Location Information

Select assembly: (NC_000023.10) (NC_000023.11)
Evidence for haploinsufficiency phenotype
PubMed ID Description
21954287 Moog et al (2011) report female patients with intellectual disability, hypotonia, microcephaly, optic nerve hypoplasia, dysmorphic features, and diffuse brainstem and cerebellar hypoplasia who had loss of function mutations in CASK. Mutations include 3 intragenic deletions, 4 nonsense, 1 frameshift, and one intragenic duplications involving exons 2-8. Additionally, some patients had larger deletions or duplications involving other genes, missense and splicing mutations. All mutations were found to be de novo if parents were available for testing. Most patients had random X-inactivation.
21735175 Hayashi et al (2012) report female patients with intellectual disability, microcephaly, dysmorphic features, and pontocerebellar hypoplasia. Mutations include 3 nonsense, 1 frameshift, 2 invariant splice site, 2 intragenic duplications resulting in aberrant transcripts, and two large deletions (1.1 and 3 Mb). All mutations were found to be de novo if parents were available for testing.
22452838 Burglen et al (2012) report female patients with intellectual disability and pontocerebellar hypoplasia who had de novo mutations including 1 focal deletion, 5 nonsense, 1 frameshift, and 3 invariant splice site). They also report a very severely affected male with a splice site mutation and a mildly affected male who had a mosaic nonsense mutation (both de novo).

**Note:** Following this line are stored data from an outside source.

//! 系统动作：打开网站（默认浏览器）与打开本地应用（配置的应用路径表）
//!
//! 两者都是非幂等动作，不自动重试。常用站点名（google、github ...）映射到域名，缺少协议时补 https://；
//! 应用名按小写查表，路径不存在时拒绝启动。

use std::collections::BTreeMap;
use std::path::{Path, PathBuf};
use std::process::Stdio;

use async_trait::async_trait;
use serde_json::Value;
use tokio::process::Command;

use crate::tools::{SideEffectClass, Tool, ToolDescriptor, ToolOutput};

/// 常用站点名 -> 域名
const WEBSITES: &[(&str, &str)] = &[
    ("google", "google.com"),
    ("youtube", "youtube.com"),
    ("facebook", "facebook.com"),
    ("twitter", "twitter.com"),
    ("instagram", "instagram.com"),
    ("linkedin", "linkedin.com"),
    ("github", "github.com"),
    ("reddit", "reddit.com"),
    ("amazon", "amazon.com"),
    ("netflix", "netflix.com"),
    ("spotify", "spotify.com"),
    ("gmail", "gmail.com"),
    ("outlook", "outlook.com"),
    ("yahoo", "yahoo.com"),
    ("bing", "bing.com"),
    ("duckduckgo", "duckduckgo.com"),
    ("wikipedia", "wikipedia.org"),
    ("stackoverflow", "stackoverflow.com"),
    ("medium", "medium.com"),
    ("quora", "quora.com"),
];

/// 站点名或 URL -> 完整 URL；无法识别时返回 None
pub fn resolve_website(target: &str) -> Option<String> {
    let target = target.trim().trim_end_matches(['.', '!', '?']);
    if target.is_empty() || target.contains(char::is_whitespace) {
        return None;
    }
    if target.starts_with("http://") || target.starts_with("https://") {
        return Some(target.to_string());
    }
    let lower = target.to_lowercase();
    if let Some((_, domain)) = WEBSITES.iter().find(|(name, _)| *name == lower) {
        return Some(format!("https://{domain}"));
    }
    if lower.contains('.') {
        return Some(format!("https://{lower}"));
    }
    None
}

pub struct OpenWebsiteTool {
    descriptor: ToolDescriptor,
    enabled: bool,
}

impl OpenWebsiteTool {
    /// enabled = false 时拒绝执行（无图形环境的服务端部署）
    pub fn new(enabled: bool) -> Self {
        let descriptor = ToolDescriptor::new(
            "open_website",
            "Open a website in the default browser. Args: {\"target\": \"github\" | \"example.com\" | \"https://...\"}",
            SideEffectClass::NonIdempotent,
        )
        .with_input_schema(serde_json::json!({
            "type": "object",
            "properties": {"target": {"type": "string", "minLength": 1}},
            "required": ["target"]
        }))
        .with_output_schema(serde_json::json!({
            "type": "object",
            "properties": {
                "url": {"type": "string"},
                "opened": {"type": "boolean"}
            },
            "required": ["url", "opened"]
        }));
        Self { descriptor, enabled }
    }
}

fn opener_command(url: &str) -> Command {
    if cfg!(target_os = "macos") {
        let mut cmd = Command::new("open");
        cmd.arg(url);
        cmd
    } else if cfg!(target_os = "windows") {
        let mut cmd = Command::new("cmd");
        cmd.args(["/C", "start", "", url]);
        cmd
    } else {
        let mut cmd = Command::new("xdg-open");
        cmd.arg(url);
        cmd
    }
}

#[async_trait]
impl Tool for OpenWebsiteTool {
    fn descriptor(&self) -> &ToolDescriptor {
        &self.descriptor
    }

    async fn invoke(&self, args: Value) -> Result<ToolOutput, String> {
        let target = args
            .get("target")
            .and_then(|v| v.as_str())
            .ok_or_else(|| "missing target".to_string())?;
        let url = resolve_website(target).ok_or_else(|| format!("Unknown website: {target}"))?;
        if !self.enabled {
            return Err("system actions are disabled by configuration".to_string());
        }
        tracing::info!(url = %url, "opening website");
        let status = opener_command(&url)
            .status()
            .await
            .map_err(|e| format!("Failed to launch browser: {}", e))?;
        if !status.success() {
            return Err(format!("Browser launcher exited with {}", status));
        }
        Ok(ToolOutput::changed(serde_json::json!({ "url": url, "opened": true })))
    }
}

/// 当前平台的常见应用路径
pub fn default_app_paths() -> BTreeMap<String, PathBuf> {
    let table: &[(&str, &str)] = if cfg!(target_os = "windows") {
        &[
            ("chrome", r"C:\Program Files\Google\Chrome\Application\chrome.exe"),
            ("firefox", r"C:\Program Files\Mozilla Firefox\firefox.exe"),
            ("edge", r"C:\Program Files (x86)\Microsoft\Edge\Application\msedge.exe"),
            ("notepad", r"C:\Windows\System32\notepad.exe"),
            ("calculator", r"C:\Windows\System32\calc.exe"),
            ("explorer", r"C:\Windows\explorer.exe"),
        ]
    } else if cfg!(target_os = "macos") {
        &[
            ("chrome", "/Applications/Google Chrome.app/Contents/MacOS/Google Chrome"),
            ("firefox", "/Applications/Firefox.app/Contents/MacOS/firefox"),
            ("safari", "/Applications/Safari.app/Contents/MacOS/Safari"),
            ("calculator", "/Applications/Calculator.app/Contents/MacOS/Calculator"),
            ("finder", "/System/Library/CoreServices/Finder.app/Contents/MacOS/Finder"),
        ]
    } else {
        &[
            ("chrome", "/usr/bin/google-chrome"),
            ("firefox", "/usr/bin/firefox"),
            ("calculator", "/usr/bin/gnome-calculator"),
            ("file_manager", "/usr/bin/nautilus"),
        ]
    };
    table
        .iter()
        .map(|(name, path)| (name.to_string(), PathBuf::from(path)))
        .collect()
}

pub struct OpenApplicationTool {
    descriptor: ToolDescriptor,
    apps: BTreeMap<String, PathBuf>,
    enabled: bool,
}

impl OpenApplicationTool {
    /// apps：应用名 -> 可执行文件路径（名称不区分大小写）
    pub fn new(apps: BTreeMap<String, PathBuf>, enabled: bool) -> Self {
        let apps: BTreeMap<String, PathBuf> = apps
            .into_iter()
            .map(|(name, path)| (name.trim().to_lowercase(), path))
            .collect();
        let known = apps.keys().cloned().collect::<Vec<_>>().join(", ");
        let descriptor = ToolDescriptor::new(
            "open_application",
            format!("Launch a configured desktop application. Known apps: {known}. Args: {{\"app\": \"firefox\"}}"),
            SideEffectClass::NonIdempotent,
        )
        .with_input_schema(serde_json::json!({
            "type": "object",
            "properties": {"app": {"type": "string", "minLength": 1}},
            "required": ["app"]
        }))
        .with_output_schema(serde_json::json!({
            "type": "object",
            "properties": {
                "app": {"type": "string"},
                "path": {"type": "string"},
                "opened": {"type": "boolean"}
            },
            "required": ["app", "opened"]
        }));
        Self {
            descriptor,
            apps,
            enabled,
        }
    }

    fn resolve(&self, app: &str) -> Result<&Path, String> {
        let path = self
            .apps
            .get(&app.trim().to_lowercase())
            .ok_or_else(|| format!("Application {app} not found in configuration"))?;
        if !path.exists() {
            return Err(format!("Application path does not exist: {}", path.display()));
        }
        Ok(path)
    }
}

#[async_trait]
impl Tool for OpenApplicationTool {
    fn descriptor(&self) -> &ToolDescriptor {
        &self.descriptor
    }

    async fn invoke(&self, args: Value) -> Result<ToolOutput, String> {
        let app = args
            .get("app")
            .and_then(|v| v.as_str())
            .ok_or_else(|| "missing app".to_string())?;
        let path = self.resolve(app)?;
        if !self.enabled {
            return Err("system actions are disabled by configuration".to_string());
        }
        tracing::info!(app, path = %path.display(), "opening application");
        // 不等待应用退出
        Command::new(path)
            .stdin(Stdio::null())
            .stdout(Stdio::null())
            .stderr(Stdio::null())
            .spawn()
            .map_err(|e| format!("Failed to launch {app}: {e}"))?;
        Ok(ToolOutput::changed(serde_json::json!({
            "app": app.trim().to_lowercase(),
            "path": path.display().to_string(),
            "opened": true,
        })))
    }
}

#[cfg(test)]
mod tests {
    use super::*;

    #[test]
    fn test_resolve_website() {
        assert_eq!(resolve_website("GitHub"), Some("https://github.com".to_string()));
        assert_eq!(resolve_website("example.com"), Some("https://example.com".to_string()));
        assert_eq!(
            resolve_website("http://localhost:3000"),
            Some("http://localhost:3000".to_string())
        );
        assert_eq!(resolve_website("my files"), None);
        assert_eq!(resolve_website("nothing"), None);
    }

    #[tokio::test]
    async fn test_disabled_launcher_refuses() {
        let tool = OpenWebsiteTool::new(false);
        let err = tool
            .invoke(serde_json::json!({"target": "github"}))
            .await
            .unwrap_err();
        assert!(err.contains("disabled"));
    }

    fn app_tool(enabled: bool) -> (tempfile::TempDir, OpenApplicationTool) {
        let dir = tempfile::tempdir().unwrap();
        let installed = dir.path().join("editor");
        std::fs::write(&installed, "").unwrap();
        let mut apps = BTreeMap::new();
        apps.insert("Editor".to_string(), installed);
        apps.insert("ghost".to_string(), dir.path().join("missing"));
        (dir, OpenApplicationTool::new(apps, enabled))
    }

    #[tokio::test]
    async fn test_unknown_application_rejected() {
        let (_dir, tool) = app_tool(true);
        let err = tool
            .invoke(serde_json::json!({"app": "photoshop"}))
            .await
            .unwrap_err();
        assert_eq!(err, "Application photoshop not found in configuration");
        assert!(tool.descriptor().description.contains("editor, ghost"));
        assert_eq!(tool.descriptor().side_effect, SideEffectClass::NonIdempotent);
    }

    #[tokio::test]
    async fn test_missing_application_path_rejected() {
        let (_dir, tool) = app_tool(true);
        let err = tool.invoke(serde_json::json!({"app": "ghost"})).await.unwrap_err();
        assert!(err.starts_with("Application path does not exist"), "{err}");
    }

    #[tokio::test]
    async fn test_disabled_application_launcher_refuses() {
        let (_dir, tool) = app_tool(false);
        let err = tool.invoke(serde_json::json!({"app": "EDITOR"})).await.unwrap_err();
        assert!(err.contains("disabled"));
    }

    #[cfg(unix)]
    #[tokio::test]
    async fn test_launches_configured_application() {
        let mut apps = BTreeMap::new();
        apps.insert("shell".to_string(), PathBuf::from("/bin/sh"));
        let tool = OpenApplicationTool::new(apps, true);
        let out = tool.invoke(serde_json::json!({"app": "shell"})).await.unwrap();
        assert!(out.state_changed);
        assert_eq!(out.value["path"], "/bin/sh");
        assert_eq!(out.value["opened"], true);
    }

    #[test]
    fn test_default_app_paths_not_empty() {
        let apps = default_app_paths();
        assert!(apps.contains_key("chrome"));
        assert!(apps.contains_key("firefox"));
    }
}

Haploinsufficiency phenotype comments:

In addition to the loss of function mutations described above that are associated with mental retardation and microcephaly with pontine and cerebellar hypoplasia in females (OMIM 300749), missense mutations that may retain some function have been described in male patients with FG syndrome 4 and mental retardation with or without nystagmus, OMIM 300422 - see PMIDs: 19165920, 19200522, 19377476, 20029458.

The loss-of-function and triplosensitivity ratings for genes on the X chromosome are made in the context of a male genome to account for the effects of hemizygous duplications or nullizygous deletions. In contrast, disruption of some genes on the X chromosome causes male lethality and the ratings of dosage sensitivity instead take into account the phenotype in female individuals. Factors that may affect the severity of phenotypes associated with X-linked disorders include the presence of variable copies of the X chromosome (i.e. 47,XXY or 45,X) and skewed X-inactivation in females.

  • Triplosensitivity score: 0
  • Strength of Evidence (disclaimer): No evidence for dosage pathogenicity

The loss-of-function and triplosensitivity ratings for genes on the X chromosome are made in the context of a male genome to account for the effects of hemizygous duplications or nullizygous deletions. In contrast, disruption of some genes on the X chromosome causes male lethality and the ratings of dosage sensitivity instead take into account the phenotype in female individuals. Factors that may affect the severity of phenotypes associated with X-linked disorders include the presence of variable copies of the X chromosome (i.e. 47,XXY or 45,X) and skewed X-inactivation in females.